▸ **Records for this task**
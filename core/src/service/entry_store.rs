use std::collections::BTreeMap;

use chrono::NaiveDate;
use tracing::{debug, warn};

use crate::error::StoreError;
use crate::model::entry::{DailyEntry, NewEntry};
use crate::model::totals::Totals;
use crate::repository::EntryRepository;
use crate::service::aggregator::{aggregate, daily_hours};
use crate::service::backup::{export_json, parse_backup};
use crate::service::progress::ProgressReport;

/// Owns the entry collection and writes it through to the repository on
/// every mutation.
///
/// Entries are kept in ascending date order; entries sharing a date keep
/// their insertion order. Totals are recomputed on every read.
pub struct EntryStore<R: EntryRepository> {
    repo: R,
    entries: Vec<DailyEntry>,
}

impl<R: EntryRepository> EntryStore<R> {
    /// Loads the stored collection. Unreadable storage is logged and
    /// treated as empty.
    pub fn open(repo: R) -> Self {
        let entries = match repo.load() {
            Ok(entries) => entries,
            Err(e) => {
                let err = StoreError::PersistenceRead(e.to_string());
                warn!("{}; starting with no entries", err);
                Vec::new()
            }
        };
        debug!(count = entries.len(), "entries loaded");
        Self { repo, entries }
    }

    pub fn entries(&self) -> &[DailyEntry] {
        &self.entries
    }

    pub fn repository(&self) -> &R {
        &self.repo
    }

    pub fn add(&mut self, entry: NewEntry) -> Result<DailyEntry, StoreError> {
        if !(entry.hours.is_finite() && entry.hours > 0.0) {
            return Err(StoreError::Validation(format!(
                "hours must be a finite number greater than zero, got {}",
                entry.hours
            )));
        }

        let created = DailyEntry::from_new(entry);
        let mut next = self.entries.clone();
        next.push(created.clone());
        sort_by_date(&mut next);

        self.commit(next)?;
        debug!(id = %created.id, date = %created.date, hours = created.hours, "entry added");
        Ok(created)
    }

    /// Removes the entry with `id`. Returns `false` when there was none.
    pub fn delete(&mut self, id: &str) -> Result<bool, StoreError> {
        if !self.entries.iter().any(|e| e.id == id) {
            return Ok(false);
        }

        let next = self.entries.iter().filter(|e| e.id != id).cloned().collect();
        self.commit(next)?;
        debug!(id, "entry deleted");
        Ok(true)
    }

    /// Replaces the whole collection.
    pub fn import(&mut self, mut entries: Vec<DailyEntry>) -> Result<(), StoreError> {
        if let Some(bad) = entries.iter().find(|e| !(e.hours.is_finite() && e.hours >= 0.0)) {
            return Err(StoreError::Format(format!("entry {} has invalid hours", bad.id)));
        }

        sort_by_date(&mut entries);
        let count = entries.len();
        self.commit(entries)?;
        debug!(count, "entries imported");
        Ok(())
    }

    /// Decodes a backup payload and imports it. Returns the number of entries.
    pub fn import_json(&mut self, text: &str) -> Result<usize, StoreError> {
        let entries = parse_backup(text)?;
        let count = entries.len();
        self.import(entries)?;
        Ok(count)
    }

    pub fn export_json(&self) -> anyhow::Result<String> {
        export_json(&self.entries)
    }

    pub fn clear(&mut self) -> Result<(), StoreError> {
        self.commit(Vec::new())?;
        debug!("entries cleared");
        Ok(())
    }

    pub fn totals(&self, now: NaiveDate) -> Totals {
        aggregate(&self.entries, now)
    }

    pub fn progress(&self, now: NaiveDate, yearly_goal: f64) -> ProgressReport {
        ProgressReport::evaluate(&self.totals(now), yearly_goal, now)
    }

    pub fn daily_hours(&self) -> BTreeMap<NaiveDate, f64> {
        daily_hours(&self.entries)
    }

    // Persist first so a failed save leaves the in-memory state untouched.
    fn commit(&mut self, next: Vec<DailyEntry>) -> Result<(), StoreError> {
        self.repo.save(&next)?;
        self.entries = next;
        Ok(())
    }
}

fn sort_by_date(entries: &mut [DailyEntry]) {
    entries.sort_by_key(|e| e.date);
}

▸ **Your task**
Everything above from the line containing "the repository on" through the line containing "there was none." must be copied exactly. Nothing outside that range belongs in the answer.

▸ **Written solution**
/// Owns the entry collection and writes it through to the repository on
/// every mutation.
///
/// Entries are kept in ascending date order; entries sharing a date keep
/// their insertion order. Totals are recomputed on every read.
pub struct EntryStore<R: EntryRepository> {
    repo: R,
    entries: Vec<DailyEntry>,
}

impl<R: EntryRepository> EntryStore<R> {
    /// Loads the stored collection. Unreadable storage is logged and
    /// treated as empty.
    pub fn open(repo: R) -> Self {
        let entries = match repo.load() {
            Ok(entries) => entries,
            Err(e) => {
                let err = StoreError::PersistenceRead(e.to_string());
                warn!("{}; starting with no entries", err);
                Vec::new()
            }
        };
        debug!(count = entries.len(), "entries loaded");
        Self { repo, entries }
    }

    pub fn entries(&self) -> &[DailyEntry] {
        &self.entries
    }

    pub fn repository(&self) -> &R {
        &self.repo
    }

    pub fn add(&mut self, entry: NewEntry) -> Result<DailyEntry, StoreError> {
        if !(entry.hours.is_finite() && entry.hours > 0.0) {
            return Err(StoreError::Validation(format!(
                "hours must be a finite number greater than zero, got {}",
                entry.hours
            )));
        }

        let created = DailyEntry::from_new(entry);
        let mut next = self.entries.clone();
        next.push(created.clone());
        sort_by_date(&mut next);

        self.commit(next)?;
        debug!(id = %created.id, date = %created.date, hours = created.hours, "entry added");
        Ok(created)
    }

    /// Removes the entry with `id`. Returns `false` when there was none.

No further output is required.